On This Rock ...

On This Rock ...

New churches in Loudoun get their start in non-traditional places.

For many Loudoun residents, church service isn't held in a vaulted sanctuary. Instead, they gather to worship in an unlikely place: a public school gymnasium.

"A church is the people, not the building," said Pastor Clancy Nixon, who has been with Church of the Holy Spirit since it was established nearly three years ago. Every Sunday, volunteers from the congregation spend an hour transforming the gym at Mill Run Elementary School in Broadlands from an impersonal cube to a place of worship. After service, they pack up again until next week.

"I think you become more of a church family when you're here working, setting up and tearing down," said Leanne Massock as she arranged the altar at Church of the Holy Spirit last Sunday.

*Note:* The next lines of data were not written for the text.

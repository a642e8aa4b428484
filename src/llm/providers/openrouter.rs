//! OpenRouter provider for OpenAI-compatible chat completion endpoints.
//!
//! OpenRouter exposes many hosted models behind one API. Any other
//! OpenAI-compatible endpoint works through `with_custom_url`.

use async_trait::async_trait;
use reqwest::Client;
use serde::{Deserialize, Serialize};
use std::time::Duration;

use crate::error::LlmError;
use crate::llm::{Choice, GenerationRequest, GenerationResponse, LlmProvider, Message, Usage};

/// Default OpenRouter API endpoint.
pub const OPENROUTER_BASE_URL: &str = "https://openrouter.ai/api/v1";

/// Upper bound on a single HTTP exchange. The model client applies its own,
/// usually tighter, per-attempt timeout on top of this.
const REQUEST_TIMEOUT_SECS: u64 = 300;

/// Live provider that performs one HTTP call per `generate`.
pub struct OpenRouterProvider {
    client: Client,
    api_key: String,
    base_url: String,
    /// Used when a request leaves `model` empty.
    default_model: String,
}

impl OpenRouterProvider {
    /// Create a provider for the public OpenRouter endpoint.
    pub fn new(api_key: String, default_model: String) -> Result<Self, LlmError> {
        Self::with_custom_url(api_key, OPENROUTER_BASE_URL.to_string(), default_model)
    }

    /// Create a provider for any OpenAI-compatible base URL.
    ///
    /// # Errors
    ///
    /// Returns `LlmError::MissingApiKey` for an empty key and
    /// `LlmError::Configuration` if the HTTP client cannot be built.
    pub fn with_custom_url(
        api_key: String,
        base_url: String,
        default_model: String,
    ) -> Result<Self, LlmError> {
        if api_key.trim().is_empty() {
            return Err(LlmError::MissingApiKey);
        }
        let client = Client::builder()
            .timeout(Duration::from_secs(REQUEST_TIMEOUT_SECS))
            .build()
            .map_err(|e| LlmError::Configuration(e.to_string()))?;
        Ok(Self {
            client,
            api_key,
            base_url: base_url.trim_end_matches('/').to_string(),
            default_model,
        })
    }

    /// Get the API key (for debugging, returns masked value).
    pub fn api_key_masked(&self) -> String {
        if self.api_key.len() <= 8 {
            "*".repeat(self.api_key.len())
        } else {
            format!(
                "{}...{}",
                &self.api_key[..4],
                &self.api_key[self.api_key.len() - 4..]
            )
        }
    }

    pub fn base_url(&self) -> &str {
        &self.base_url
    }

    pub fn default_model(&self) -> &str {
        &self.default_model
    }

    async fn execute_request(&self, request: &ApiRequest) -> Result<GenerationResponse, LlmError> {
        let url = format!("{}/chat/completions", self.base_url);
        let http_response = self
            .client
            .post(&url)
            .header("Content-Type", "application/json")
            .header("Authorization", format!("Bearer {}", self.api_key))
            .header("HTTP-Referer", "https://content-forge.local")
            .header("X-Title", "content-forge")
            .json(request)
            .send()
            .await
            .map_err(map_transport_error)?;

        let status = http_response.status();
        if !status.is_success() {
            let error_text = http_response
                .text()
                .await
                .unwrap_or_else(|_| "Failed to read error response".to_string());
            return Err(status_error(status.as_u16(), &error_text));
        }

        let api_response: ApiResponse = http_response
            .json()
            .await
            .map_err(|e| LlmError::ParseError(format!("Failed to parse API response: {}", e)))?;

        if api_response.choices.is_empty() {
            return Err(LlmError::EmptyResponse);
        }

        let choices = api_response
            .choices
            .into_iter()
            .map(|choice| Choice {
                index: choice.index,
                message: Message {
                    role: choice.message.role,
                    content: choice.message.content.unwrap_or_default(),
                },
                finish_reason: choice.finish_reason.unwrap_or_else(|| "stop".to_string()),
            })
            .collect();

        Ok(GenerationResponse {
            id: api_response.id,
            model: api_response.model,
            choices,
            usage: Usage {
                prompt_tokens: api_response.usage.prompt_tokens,
                completion_tokens: api_response.usage.completion_tokens,
                total_tokens: api_response.usage.total_tokens,
            },
        })
    }
}

fn map_transport_error(err: reqwest::Error) -> LlmError {
    if err.is_timeout() {
        LlmError::Timeout {
            millis: REQUEST_TIMEOUT_SECS * 1000,
        }
    } else {
        LlmError::RequestFailed(err.to_string())
    }
}

/// Maps a non-success HTTP status and body to a typed error.
fn status_error(status_code: u16, body: &str) -> LlmError {
    let message = serde_json::from_str::<ApiErrorResponse>(body)
        .map(|r| r.error.message)
        .unwrap_or_else(|_| body.to_string());
    let lowered = message.to_lowercase();

    match status_code {
        429 => LlmError::RateLimited(message),
        400 if lowered.contains("context length") || lowered.contains("maximum context") => {
            LlmError::ContextLengthExceeded { limit: 0 }
        }
        404 if lowered.contains("model") => LlmError::InvalidModel(message),
        code => LlmError::ApiError { code, message },
    }
}

#[async_trait]
impl LlmProvider for OpenRouterProvider {
    async fn generate(&self, request: GenerationRequest) -> Result<GenerationResponse, LlmError> {
        let model = if request.model.is_empty() {
            self.default_model.clone()
        } else {
            request.model
        };

        let api_request = ApiRequest {
            model,
            messages: request.messages,
            temperature: request.temperature,
            max_tokens: request.max_tokens,
            top_p: request.top_p,
        };

        self.execute_request(&api_request).await
    }

    fn name(&self) -> &str {
        "openrouter"
    }
}

#[derive(Debug, Clone, Serialize)]
struct ApiRequest {
    model: String,
    messages: Vec<Message>,
    #[serde(skip_serializing_if = "Option::is_none")]
    temperature: Option<f64>,
    #[serde(skip_serializing_if = "Option::is_none")]
    max_tokens: Option<u32>,
    #[serde(skip_serializing_if = "Option::is_none")]
    top_p: Option<f64>,
}

#[derive(Debug, Deserialize)]
struct ApiResponse {
    #[serde(default)]
    id: String,
    #[serde(default)]
    model: String,
    #[serde(default)]
    choices: Vec<ApiChoice>,
    #[serde(default)]
    usage: ApiUsage,
}

#[derive(Debug, Deserialize)]
struct ApiChoice {
    #[serde(default)]
    index: u32,
    message: ApiMessage,
    finish_reason: Option<String>,
}

#[derive(Debug, Deserialize)]
struct ApiMessage {
    role: String,
    content: Option<String>,
}

#[derive(Debug, Default, Deserialize)]
#[serde(default)]
struct ApiUsage {
    prompt_tokens: u32,
    completion_tokens: u32,
    total_tokens: u32,
}

#[derive(Debug, Deserialize)]
struct ApiErrorResponse {
    error: ApiErrorDetail,
}

#[derive(Debug, Deserialize)]
struct ApiErrorDetail {
    message: String,
}

#[cfg(test)]
mod tests {
    use super::*;

    fn provider() -> OpenRouterProvider {
        OpenRouterProvider::new("test-api-key".to_string(), "test/model".to_string())
            .expect("provider should build")
    }

    #[test]
    fn test_openrouter_provider_new() {
        let provider = provider();
        assert_eq!(provider.base_url(), OPENROUTER_BASE_URL);
        assert_eq!(provider.default_model(), "test/model");
        assert_eq!(provider.api_key_masked(), "test...-key");
        assert_eq!(provider.name(), "openrouter");
    }

    #[test]
    fn test_empty_api_key_rejected() {
        let result = OpenRouterProvider::new("  ".to_string(), "m".to_string());
        assert!(matches!(result, Err(LlmError::MissingApiKey)));
    }

    #[test]
    fn test_custom_url_trailing_slash() {
        let provider = OpenRouterProvider::with_custom_url(
            "test-key".to_string(),
            "https://custom.api.com/v1/".to_string(),
            "custom-model".to_string(),
        )
        .unwrap();
        assert_eq!(provider.base_url(), "https://custom.api.com/v1");
    }

    #[test]
    fn test_api_key_masked_short() {
        let provider = OpenRouterProvider::new("abc".to_string(), "m".to_string()).unwrap();
        assert_eq!(provider.api_key_masked(), "***");
    }

    #[test]
    fn test_status_error_mapping() {
        assert!(matches!(
            status_error(429, r#"{"error":{"message":"slow down"}}"#),
            LlmError::RateLimited(ref m) if m == "slow down"
        ));
        assert!(matches!(
            status_error(401, "unauthorized"),
            LlmError::ApiError { code: 401, .. }
        ));
        assert!(matches!(
            status_error(400, r#"{"error":{"message":"This exceeds the maximum context length"}}"#),
            LlmError::ContextLengthExceeded { .. }
        ));
        assert!(matches!(
            status_error(404, r#"{"error":{"message":"model not found"}}"#),
            LlmError::InvalidModel(_)
        ));
        assert!(matches!(
            status_error(502, "bad gateway"),
            LlmError::ApiError { code: 502, ref message } if message == "bad gateway"
        ));
    }

    #[tokio::test]
    async fn test_generate_connection_error() {
        let provider = OpenRouterProvider::with_custom_url(
            "test-key".to_string(),
            "http://localhost:65535".to_string(),
            "test-model".to_string(),
        )
        .unwrap();

        let request = GenerationRequest::new("test-model", vec![Message::user("test")]);
        let err = provider.generate(request).await.unwrap_err();
        assert!(matches!(
            err,
            LlmError::RequestFailed(_) | LlmError::Timeout { .. }
        ));
    }

    #[test]
    fn test_api_request_serialization() {
        let request = ApiRequest {
            model: "test-model".to_string(),
            messages: vec![Message::user("Hello")],
            temperature: Some(0.7),
            max_tokens: Some(1000),
            top_p: None,
        };

        let json = serde_json::to_string(&request).expect("serialization should succeed");
        assert!(json.contains("\"model\":\"test-model\""));
        assert!(json.contains("\"temperature\":0.7"));
        assert!(json.contains("\"max_tokens\":1000"));
        assert!(!json.contains("top_p"));
    }

    #[test]
    fn test_api_response_tolerates_missing_usage_and_null_content() {
        let body = r#"{"id":"x","model":"m","choices":[{"index":0,"message":{"role":"assistant","content":null},"finish_reason":"length"}]}"#;
        let parsed: ApiResponse = serde_json::from_str(body).unwrap();
        assert_eq!(parsed.usage.total_tokens, 0);
        assert!(parsed.choices[0].message.content.is_none());
    }
}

The Ashburn resident has been in charge of altar set-up for two years and has created a binder filled with illustrated step-by-step instructions, should anyone need to fill in for her.

Massock's laying out of the altar is the last step that finishes the transformation of Mill Run's gym. Earlier that morning, a crew of volunteers began by rolling large gray cases out of a trailer.

"I CALL IT 'church in a box,'" said Nixon.

With the help of Portable Church Industries, a company exclusively devoted to organizing upstart churches, Holy Spirit can be packed into 15 cases at 6 by 4 by 2 feet each. The cases are filled with enough equipment to set up sound for the band and equip rooms for childcare.

"That's everything we need to do church service," said Chuck Henry, who acts as the church's sound technician.

With a 10 a.m. Sunday service that attracts about 150 attendees and growing, the next step for Holy Spirit is a big one, according to Henry.

"One of our challenges is going to be expansion," he said. "We'd like to go to an extra service."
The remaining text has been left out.